Government’s Compliance

Now, the Estonian government has gathered evidence regarding the conditions in U.S. detention facilities, suggesting that the extradition will not disproportionately infringe on the individuals' fundamental rights. This development has paved the way for their extradition to proceed, potentially putting an end to a long-standing legal battle.

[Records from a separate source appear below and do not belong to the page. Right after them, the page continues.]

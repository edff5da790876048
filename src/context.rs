use crate::authority::Authority;
use crate::builder::RequestContextBuilder;
use crate::constants::{media, meta};
use crate::error::{ConfigurationError, MissingParameterError, ParameterLocation};
use crate::options::ContextOptions;
use crate::params::{self, Parameters};
use crate::path;
use std::fmt;

/// Transport-level view of one inbound request.
///
/// Built once from the metadata the hosting layer collected (CGI-style
/// `SERVER_NAME`, `REQUEST_URI`, `HTTP_*` keys and so on) plus the parsed
/// query string, the parsed form body and the raw body. Nothing is derived
/// at construction; every accessor recomputes from the stored inputs, so the
/// derived values can never drift apart.
#[derive(Debug, Clone, PartialEq, Eq)]
pub struct RequestContext {
    server: Parameters,
    query: Parameters,
    form: Parameters,
    body: Option<String>,
    options: ContextOptions,
}

impl RequestContext {
    /// Validates that the hosting layer supplied every required metadata key
    /// and stores the inputs verbatim.
    pub fn new(
        server: Parameters,
        query: Parameters,
        form: Parameters,
        body: Option<String>,
    ) -> Result<Self, ConfigurationError> {
        Self::with_options(ContextOptions::default(), server, query, form, body)
    }

    pub fn with_options(
        options: ContextOptions,
        server: Parameters,
        query: Parameters,
        form: Parameters,
        body: Option<String>,
    ) -> Result<Self, ConfigurationError> {
        options.validate()?;

        if let Some(key) = meta::REQUIRED
            .iter()
            .copied()
            .find(|key| !server.contains_key(*key))
        {
            tracing::error!(key, "hosting environment did not supply required metadata");
            return Err(ConfigurationError::MissingMetadata(key));
        }

        let context = Self {
            server,
            query,
            form,
            body,
            options,
        };

        tracing::debug!(
            method = context.request_method(),
            uri = context.meta(meta::REQUEST_URI),
            script_name = context.meta(meta::SCRIPT_NAME),
            "request context created"
        );

        Ok(context)
    }

    pub fn builder() -> RequestContextBuilder {
        RequestContextBuilder::new()
    }

    /// `scheme://host[:port]` prefix for absolute URLs.
    ///
    /// Under the default [`SchemePolicy::ForceHttps`](crate::SchemePolicy)
    /// this is always `https://` followed by `SERVER_NAME`.
    pub fn authority(&self) -> String {
        Authority::resolve(&self.server, &self.options).to_string()
    }

    /// Absolute URL of the request, query string included.
    pub fn uri(&self) -> String {
        format!("{}{}", self.authority(), self.meta(meta::REQUEST_URI))
    }

    /// Mount path of the application, derived from `SCRIPT_NAME`. Always ends
    /// in `/`.
    pub fn root(&self) -> String {
        path::root(self.meta(meta::SCRIPT_NAME))
    }

    pub fn root_uri(&self) -> String {
        format!("{}{}", self.authority(), self.root())
    }

    pub fn request_method(&self) -> &str {
        self.meta(meta::REQUEST_METHOD)
    }

    pub fn server_name(&self) -> &str {
        self.meta(meta::SERVER_NAME)
    }

    /// Whether the client advertised `text/html` in its `Accept` header.
    pub fn is_browser(&self) -> bool {
        self.server
            .get(meta::HTTP_ACCEPT)
            .is_some_and(|accept| accept.contains(media::TEXT_HTML))
    }

    /// Request path relative to [`root`](Self::root), without the query string.
    pub fn path_info(&self) -> &str {
        path::path_info(self.meta(meta::REQUEST_URI), self.meta(meta::SCRIPT_NAME))
    }

    pub fn query_parameter(&self, key: &str) -> Result<&str, MissingParameterError> {
        Self::required(&self.query, ParameterLocation::Query, key)
    }

    pub fn query_parameter_or<'a>(
        &'a self,
        key: &str,
        default: Option<&'a str>,
    ) -> Option<&'a str> {
        Self::optional(&self.query, ParameterLocation::Query, key, default)
    }

    pub fn post_parameter(&self, key: &str) -> Result<&str, MissingParameterError> {
        Self::required(&self.form, ParameterLocation::Form, key)
    }

    pub fn post_parameter_or<'a>(
        &'a self,
        key: &str,
        default: Option<&'a str>,
    ) -> Option<&'a str> {
        Self::optional(&self.form, ParameterLocation::Form, key, default)
    }

    /// Looks up a raw server metadata key such as `HTTP_AUTHORIZATION`.
    pub fn header(&self, key: &str) -> Result<&str, MissingParameterError> {
        Self::required(&self.server, ParameterLocation::Header, key)
    }

    pub fn header_or<'a>(&'a self, key: &str, default: Option<&'a str>) -> Option<&'a str> {
        Self::optional(&self.server, ParameterLocation::Header, key, default)
    }

    pub fn body(&self) -> Option<&str> {
        self.body.as_deref()
    }

    pub fn server_metadata(&self) -> &Parameters {
        &self.server
    }

    pub fn query_parameters(&self) -> &Parameters {
        &self.query
    }

    pub fn form_parameters(&self) -> &Parameters {
        &self.form
    }

    pub fn options(&self) -> ContextOptions {
        self.options
    }

    fn meta(&self, key: &str) -> &str {
        params::meta(&self.server, key)
    }

    fn required<'a>(
        values: &'a Parameters,
        location: ParameterLocation,
        key: &str,
    ) -> Result<&'a str, MissingParameterError> {
        params::value_from(values, location, key, true, None)?
            .ok_or_else(|| MissingParameterError::new(location, key))
    }

    fn optional<'a>(
        values: &'a Parameters,
        location: ParameterLocation,
        key: &str,
        default: Option<&'a str>,
    ) -> Option<&'a str> {
        params::value_from(values, location, key, false, default).unwrap_or(default)
    }
}

impl fmt::Display for RequestContext {
    fn fmt(&self, f: &mut fmt::Formatter<'_>) -> fmt::Result {
        for (key, value) in &self.server {
            writeln!(f, "{key} => '{value}'")?;
        }
        Ok(())
    }
}

#[cfg(test)]
#[path = "context_test.rs"]
mod context_test;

HashFlare’s Controversial Past

HashFlare, prior to its collapse in 2019, had garnered a staggering $575 million. However, it had been facing issues since the preceding year when it began shutting down some of its mining operations, citing revenue shortages. The U.S. Department of Justice (DOJ) alleges that Turogin and Potapenko lured victims with contracts that promised a share of HashFlare’s mining operations in exchange for fees. In reality, the company did not possess the equipment or computing power it claimed.

Wide-ranging Impact

The scam is said to have affected "hundreds of thousands" of victims, as per the DOJ's claims. The U.S. Federal Bureau of Investigation (FBI) is still actively searching for additional victims. Furthermore, Turogin and Potapenko face accusations of collecting $25 million from investors for the establishment of a digital bank, which they intended to name Polybius. However, they failed to fulfill these plans.

The pending extradition of the HashFlare defendants marks a significant step in addressing the alleged fraudulent activities that left countless victims in their wake. This development underscores the ongoing efforts to combat financial crimes within the cryptocurrency space.